Nancy Sundstrom - October 30th, 2003
It’s Halloween week and movie-goers have been flocking to the likes of the remake of the “Texas Chainsaw Massacre” and “Kill Bill,” but readers, especially fans of the horror genre, have plenty of new options, as well.
For starters, there are hot-off-the-presses release from two of the best in the biz. Advance buzz has been strong for Peter Straub and Anne Rice’s latest ventures, his being “Lost Boy, Lost Girl,” and Rice’s a continuation of her infamous vampires series. Look for reviews of both in upcoming editions of Express.
Some other works of not include Ramsey Campbell’s “The Darkest Part of the Woods,” about an ancient English forest that provides a setting for murder, madness and mayhem, and “Season of the Witch,” the latest from Topinabee, MI-based writer and media personality Christopher Knight.

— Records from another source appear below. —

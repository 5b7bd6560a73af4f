//! OS mount table access.
//!
//! `is_mounted` is the authoritative mounted/unmounted fact that every lifecycle step
//! re-checks. `mount_line` is the human-readable `mount` output line for our path, used for
//! the best-effort Documents-mode detection and for diagnostics.

use log::debug;
use std::fs;
use std::path::Path;

use crate::process::{ProcessRunner, SystemProcessRunner};

/// Kernel mount table for the current mount namespace.
const PROC_MOUNTS: &str = "/proc/self/mounts";

/// Read access to the OS mount table.
pub trait MountTable {
    /// Returns true if the OS currently reports `path` as a mount point.
    fn is_mounted(&self, path: &Path) -> bool;

    /// Returns the `mount` output line describing `path`, if any.
    fn mount_line(&self, path: &Path) -> Option<String>;
}

/// Mount table backed by `/proc/self/mounts` and the `mount` command.
#[derive(Debug, Clone)]
pub struct SystemMountTable {
    mount_table_command: String,
}

impl SystemMountTable {
    pub fn new(mount_table_command: impl Into<String>) -> Self {
        Self {
            mount_table_command: mount_table_command.into(),
        }
    }
}

impl MountTable for SystemMountTable {
    fn is_mounted(&self, path: &Path) -> bool {
        match fs::read_to_string(PROC_MOUNTS) {
            Ok(contents) => {
                let canonical = fs::canonicalize(path).ok();
                mount_points(&contents).any(|mount_point| {
                    let mount_point = Path::new(&mount_point);
                    mount_point == path || canonical.as_deref() == Some(mount_point)
                })
            }
            Err(e) => {
                debug!("Can't read {}: {}, comparing device ids instead", PROC_MOUNTS, e);
                differs_from_parent_device(path)
            }
        }
    }

    fn mount_line(&self, path: &Path) -> Option<String> {
        let output = SystemProcessRunner.run(&self.mount_table_command, &[]);
        if !output.success() {
            debug!("{} failed: {}", self.mount_table_command, output.error_text());
            return None;
        }
        find_mount_line(&output.stdout, path)
    }
}

/// Iterates over the (unescaped) mount points in `/proc/mounts` format.
pub fn mount_points(contents: &str) -> impl Iterator<Item = String> + '_ {
    contents
        .lines()
        .filter_map(|line| line.split_whitespace().nth(1))
        .map(decode_mount_escapes)
}

/// Decodes the octal escapes (`\040` for space and friends) used in `/proc/mounts`.
pub fn decode_mount_escapes(field: &str) -> String {
    let bytes = field.as_bytes();
    let mut decoded = Vec::with_capacity(bytes.len());
    let mut i = 0;
    while i < bytes.len() {
        if bytes[i] == b'\\'
            && i + 3 < bytes.len()
            && bytes[i + 1..=i + 3].iter().all(|b| (b'0'..=b'7').contains(b))
        {
            let value = u32::from(bytes[i + 1] - b'0') * 64
                + u32::from(bytes[i + 2] - b'0') * 8
                + u32::from(bytes[i + 3] - b'0');
            if let Ok(byte) = u8::try_from(value) {
                decoded.push(byte);
                i += 4;
                continue;
            }
        }
        decoded.push(bytes[i]);
        i += 1;
    }
    String::from_utf8_lossy(&decoded).into_owned()
}

/// Finds the `mount` output line for `path`.
///
/// Only the exact `" on <path> "` form matches, so `~/iPhoneMount2` never stands in for
/// `~/iPhoneMount`.
pub fn find_mount_line(output: &str, path: &Path) -> Option<String> {
    let exact = format!(" on {} ", path.to_string_lossy());
    output.lines().find(|line| line.contains(&exact)).map(str::to_string)
}

/// A directory is a mount point if its device id differs from its parent's.
#[cfg(unix)]
fn differs_from_parent_device(path: &Path) -> bool {
    use std::os::unix::fs::MetadataExt;

    let Ok(metadata) = fs::metadata(path) else {
        return false;
    };
    let parent = path.parent().unwrap_or(Path::new("/"));
    match fs::metadata(parent) {
        Ok(parent_metadata) => metadata.dev() != parent_metadata.dev(),
        Err(_) => false,
    }
}

#[cfg(not(unix))]
fn differs_from_parent_device(_path: &Path) -> bool {
    false
}

#[cfg(test)]
mod tests {
    use super::*;

    const PROC_SAMPLE: &str = "\
sysfs /sys sysfs rw,nosuid,nodev,noexec,relatime 0 0
/dev/nvme0n1p2 / ext4 rw,relatime 0 0
ifuse /home/user/iPhoneMount fuse.ifuse rw,nosuid,nodev,relatime,user_id=1000,group_id=1000 0 0
ifuse /home/user/My\\040Phone fuse.ifuse rw,nosuid,nodev 0 0
";

    #[test]
    fn test_mount_points_are_decoded() {
        let points: Vec<String> = mount_points(PROC_SAMPLE).collect();
        assert_eq!(
            points,
            vec!["/sys", "/", "/home/user/iPhoneMount", "/home/user/My Phone"]
        );
    }

    #[test]
    fn test_decode_mount_escapes() {
        assert_eq!(decode_mount_escapes("/a\\040b\\011c"), "/a b\tc");
        assert_eq!(decode_mount_escapes("/back\\134slash"), "/back\\slash");
        // Not an escape: left alone
        assert_eq!(decode_mount_escapes("/odd\\9x"), "/odd\\9x");
        assert_eq!(decode_mount_escapes("/trailing\\04"), "/trailing\\04");
    }

    #[test]
    fn test_find_mount_line_prefers_exact_path() {
        let output = "\
ifuse on /home/user/iPhoneMount2 type fuse.ifuse (rw,nosuid,nodev)
ifuse on /home/user/iPhoneMount type fuse.ifuse (rw,nosuid,nodev,documents)
";
        let line = find_mount_line(output, Path::new("/home/user/iPhoneMount")).unwrap();
        assert!(line.contains("documents"));
    }

    #[test]
    fn test_find_mount_line_ignores_longer_sibling_path() {
        let output = "\
ifuse on /home/user/iPhoneMount2 type fuse.ifuse (rw,nosuid,nodev,documents)
/dev/fuse on /home/user/iPhoneMount/sub type fuse (rw)
";
        assert_eq!(find_mount_line(output, Path::new("/home/user/iPhoneMount")), None);
    }

    #[test]
    fn test_find_mount_line_missing() {
        let output = "/dev/sda1 on / type ext4 (rw)\n";
        assert_eq!(find_mount_line(output, Path::new("/home/user/iPhoneMount")), None);
    }

    #[test]
    fn test_plain_directory_is_not_mounted() {
        let dir = tempfile::tempdir().unwrap();
        let table = SystemMountTable::new("mount");
        assert!(!table.is_mounted(dir.path()));
    }

    #[test]
    fn test_missing_directory_is_not_mounted() {
        let table = SystemMountTable::new("mount");
        assert!(!table.is_mounted(Path::new("/definitely/does/not/exist/12345")));
    }
}
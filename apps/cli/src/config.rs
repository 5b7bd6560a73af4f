//! App configuration.
//!
//! Priority: environment variables > `config.json` in the app config directory > defaults.

use serde::{Deserialize, Serialize};
use std::env;
use std::fs;
use std::path::{Path, PathBuf};

use crate::APP_NAME;

/// Default mount point, relative to the user's home directory.
const DEFAULT_MOUNT_DIR_NAME: &str = "iPhoneMount";

/// Names of the external helper programs.
#[derive(Debug, Clone, PartialEq, Eq, Serialize, Deserialize)]
#[serde(rename_all = "camelCase", default)]
pub struct HelperPrograms {
    /// Attaches the device filesystem (`ifuse`). Also lists apps with file sharing.
    pub mount_helper: String,
    /// FUSE unmount command (`fusermount`).
    pub unmount_helper: String,
    /// Lists connected device identifiers (`idevice_id`).
    pub device_lister: String,
    /// Prints the OS mount table (`mount`).
    pub mount_table_command: String,
    /// Privilege escalation for deep clean (`sudo`).
    pub elevate_command: String,
}

impl Default for HelperPrograms {
    fn default() -> Self {
        Self {
            mount_helper: "ifuse".to_string(),
            unmount_helper: "fusermount".to_string(),
            device_lister: "idevice_id".to_string(),
            mount_table_command: "mount".to_string(),
            elevate_command: "sudo".to_string(),
        }
    }
}

/// Bounds for mounted-tree listings.
#[derive(Debug, Clone, Copy, PartialEq, Eq, Serialize, Deserialize)]
#[serde(rename_all = "camelCase", default)]
pub struct ListingLimits {
    /// Entries delivered per batch.
    pub batch_size: usize,
    /// Listing stops once this many entries were collected.
    pub max_entries: usize,
}

impl Default for ListingLimits {
    fn default() -> Self {
        Self {
            batch_size: 100,
            max_entries: 5000,
        }
    }
}

/// Full app configuration.
#[derive(Debug, Clone, PartialEq, Eq, Serialize, Deserialize)]
#[serde(rename_all = "camelCase", default)]
pub struct Config {
    pub mount_path: PathBuf,
    pub helpers: HelperPrograms,
    pub listing: ListingLimits,
}

impl Default for Config {
    fn default() -> Self {
        Self {
            mount_path: default_mount_path(),
            helpers: HelperPrograms::default(),
            listing: ListingLimits::default(),
        }
    }
}

impl Config {
    /// Loads `config.json` from the app config directory, then applies env var overrides.
    pub fn load() -> Self {
        let from_file = config_dir()
            .map(|dir| dir.join("config.json"))
            .and_then(|path| Self::load_file(&path));
        Self::with_env_overrides(from_file.unwrap_or_default())
    }

    /// Reads a config file. Returns `None` if it's missing or unparsable.
    pub fn load_file(path: &Path) -> Option<Self> {
        let contents = fs::read_to_string(path).ok()?;
        match serde_json::from_str(&contents) {
            Ok(config) => Some(config),
            Err(e) => {
                log::warn!("Ignoring unparsable config file {}: {}", path.display(), e);
                None
            }
        }
    }

    /// Applies `PHONEMOUNT_MOUNT_PATH`, `PHONEMOUNT_BATCH_SIZE` and `PHONEMOUNT_MAX_ENTRIES`.
    pub fn with_env_overrides(self) -> Self {
        self.with_overrides(
            env::var("PHONEMOUNT_MOUNT_PATH").ok(),
            env::var("PHONEMOUNT_BATCH_SIZE").ok(),
            env::var("PHONEMOUNT_MAX_ENTRIES").ok(),
        )
    }

    fn with_overrides(
        mut self,
        mount_path: Option<String>,
        batch_size: Option<String>,
        max_entries: Option<String>,
    ) -> Self {
        if let Some(path) = mount_path.filter(|p| !p.trim().is_empty()) {
            self.mount_path = expand_home(&path);
        }
        if let Some(size) = batch_size.and_then(|v| v.parse::<usize>().ok()).filter(|v| *v > 0) {
            self.listing.batch_size = size;
        }
        if let Some(max) = max_entries.and_then(|v| v.parse::<usize>().ok()).filter(|v| *v > 0) {
            self.listing.max_entries = max;
        }
        self
    }
}

/// `~/.config/phonemount` on Linux.
pub fn config_dir() -> Option<PathBuf> {
    dirs::config_dir().map(|dir| dir.join(APP_NAME))
}

/// `~/iPhoneMount`, or a relative `iPhoneMount` if the home directory is unknown.
pub fn default_mount_path() -> PathBuf {
    dirs::home_dir()
        .map(|home| home.join(DEFAULT_MOUNT_DIR_NAME))
        .unwrap_or_else(|| PathBuf::from(DEFAULT_MOUNT_DIR_NAME))
}

/// Expands a leading `~/` to the home directory.
pub fn expand_home(path: &str) -> PathBuf {
    if let Some(rest) = path.strip_prefix("~/")
        && let Some(home) = dirs::home_dir()
    {
        return home.join(rest);
    }
    PathBuf::from(path)
}
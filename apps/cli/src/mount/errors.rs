//! Error types for mount lifecycle operations.

use serde::Serialize;

/// Longest helper error text carried in an error, in characters.
pub const MAX_DETAIL_CHARS: usize = 200;

/// Final, classified outcome of a failed lifecycle operation.
///
/// Intermediate failures inside a remediation sequence never show up here. They are logged
/// and the sequence moves on.
#[derive(Debug, Clone, PartialEq, Eq, Serialize)]
#[serde(rename_all = "camelCase", tag = "type")]
pub enum MountError {
    /// The device lister returned no device.
    NoDeviceFound,
    /// The mount helper reported a permission failure.
    PermissionDenied { detail: String },
    /// The mount directory can't be created or cleaned by ordinary means.
    MountPointBroken { path: String, detail: String },
    /// Any other helper failure, with the helper's own (truncated) error text.
    HelperFailure { detail: String },
    /// Documents mode was requested but no app exposes a Documents folder.
    NoSharingApps,
    /// Unmount ran but the OS still reports the mount. Carries the mount-table line.
    StillMounted { detail: String },
}

impl MountError {
    /// Returns a user-friendly message for this error.
    pub fn user_message(&self) -> String {
        match self {
            Self::NoDeviceFound => "No iPhone device found. Please make sure it's connected and unlocked.".to_string(),
            Self::PermissionDenied { detail } => format!(
                "Permission denied when mounting iPhone ({}).\n\nTry running the app with sudo or as root.",
                detail
            ),
            Self::MountPointBroken { path, detail } => format!(
                "The mount point {} can't be prepared: {}\n\nUse \"reset\" to recreate it. If that fails, \"deep-clean\" \
                 fixes it with sudo.",
                path, detail
            ),
            Self::HelperFailure { detail } => format!("Failed to mount iPhone: {}", detail),
            Self::NoSharingApps => "No apps with file sharing found.".to_string(),
            Self::StillMounted { detail } => format!(
                "Failed to unmount iPhone: {}\n\nTry \"deep-clean\" to force it.",
                detail
            ),
        }
    }
}

impl std::fmt::Display for MountError {
    fn fmt(&self, f: &mut std::fmt::Formatter<'_>) -> std::fmt::Result {
        match self {
            Self::NoDeviceFound => write!(f, "No device found"),
            Self::PermissionDenied { detail } => write!(f, "Permission denied: {detail}"),
            Self::MountPointBroken { path, detail } => write!(f, "Mount point {path} is broken: {detail}"),
            Self::HelperFailure { detail } => write!(f, "Mount helper failed: {detail}"),
            Self::NoSharingApps => write!(f, "No apps with file sharing found"),
            Self::StillMounted { detail } => write!(f, "Still mounted: {detail}"),
        }
    }
}

impl std::error::Error for MountError {}

/// What the mount helper's error text says went wrong.
#[derive(Debug, Clone, Copy, PartialEq, Eq)]
pub enum HelperErrorKind {
    NoDevice,
    PermissionDenied,
    Generic,
}

/// Classifies mount helper error text. All the substrings we match on live here.
pub fn classify_helper_error(text: &str) -> HelperErrorKind {
    if text.contains("No device found") {
        HelperErrorKind::NoDevice
    } else if text.contains("Permission denied") {
        HelperErrorKind::PermissionDenied
    } else {
        HelperErrorKind::Generic
    }
}

/// Turns helper error text into the matching [`MountError`].
pub fn mount_error_from_helper(text: &str) -> MountError {
    let text = if text.trim().is_empty() { "Unknown error" } else { text.trim() };
    match classify_helper_error(text) {
        HelperErrorKind::NoDevice => MountError::NoDeviceFound,
        HelperErrorKind::PermissionDenied => MountError::PermissionDenied {
            detail: truncate_detail(text),
        },
        HelperErrorKind::Generic => MountError::HelperFailure {
            detail: truncate_detail(text),
        },
    }
}

/// Cuts helper output down to [`MAX_DETAIL_CHARS`] characters, marking the cut with "...".
pub fn truncate_detail(text: &str) -> String {
    let text = text.trim();
    if text.chars().count() <= MAX_DETAIL_CHARS {
        return text.to_string();
    }
    let mut truncated: String = text.chars().take(MAX_DETAIL_CHARS).collect();
    truncated.push_str("...");
    truncated
}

A collection of short stories that pays more than a nod to Stephen King, Knight’s book is his strongest effort yet and he employs a number of clever storytelling twists that connect the tales to each other. Readers will also have fun with the Northern Michigan backdrops and bits of trivia that he stirs in for regional flavor.
But two very chilling, unforgettable and well-crafted books came out this past summer that are highly recommended if you don’t mind staying up late because you can’t stop turning the pages. William Brodrick’s “The 6th lamentation” and Stan Pottinger’s “The Last Nazi” have much in common, including the fact that they both deal with the scariest of all creatures to ever walk the earth - the Nazis. Truth be told, they’re would be more appropriately classified as thrillers rather than horror novels, but they’re nail-biters all the same and loaded with suspense that sometimes borders on terror.

The 6th Lamentation by William Brodrick
This debut novel begins with an uncommon act - that of a man seeking sanctuary at a monastery:
“My bottom!”
The Prior, Father Andrew, was fond of diluting harsher well-known expressions for monastic use, but the sentiment remained largely the same. He was an unconverted Glaswegian tamed by excessive education, but shades of the street fighter were apt to break out when grappling with the more unusual community problems.
“It was abolished ages ago. He can’t be serious.”
“Well, he is,” said Anselm.
“When did he come out with that one?”
“This morning, when Wilf asked him to leave.”
The Prior scowled. “I suppose he declined to oblige?”
“Yes. And he told Wilf there’s nowhere he can go.”

The man wanting sanctuary is Eduard Schwermann, a family man who has lived quietly for the past 50 years but is suspected of being a Nazi war criminal who destroyed a French underground movement who smuggled Jewish children to safety. As a result, men, women and children were sent off to death camps, but there’s a twist to the story as it unfolds - Schwermann claims that he actually risked his own life to save a young Jewish boy. Father Anselm, a barrister turned monk becomes involved with Schwermann’s trial and the more he learns, the more reason he has to believe that the church he has devoted himself to is an accomplice in the destruction of the Round Table. Plot twists abound nothing is what it seems, especially the past, which one character notes is “not a safe place while it touches on the living.”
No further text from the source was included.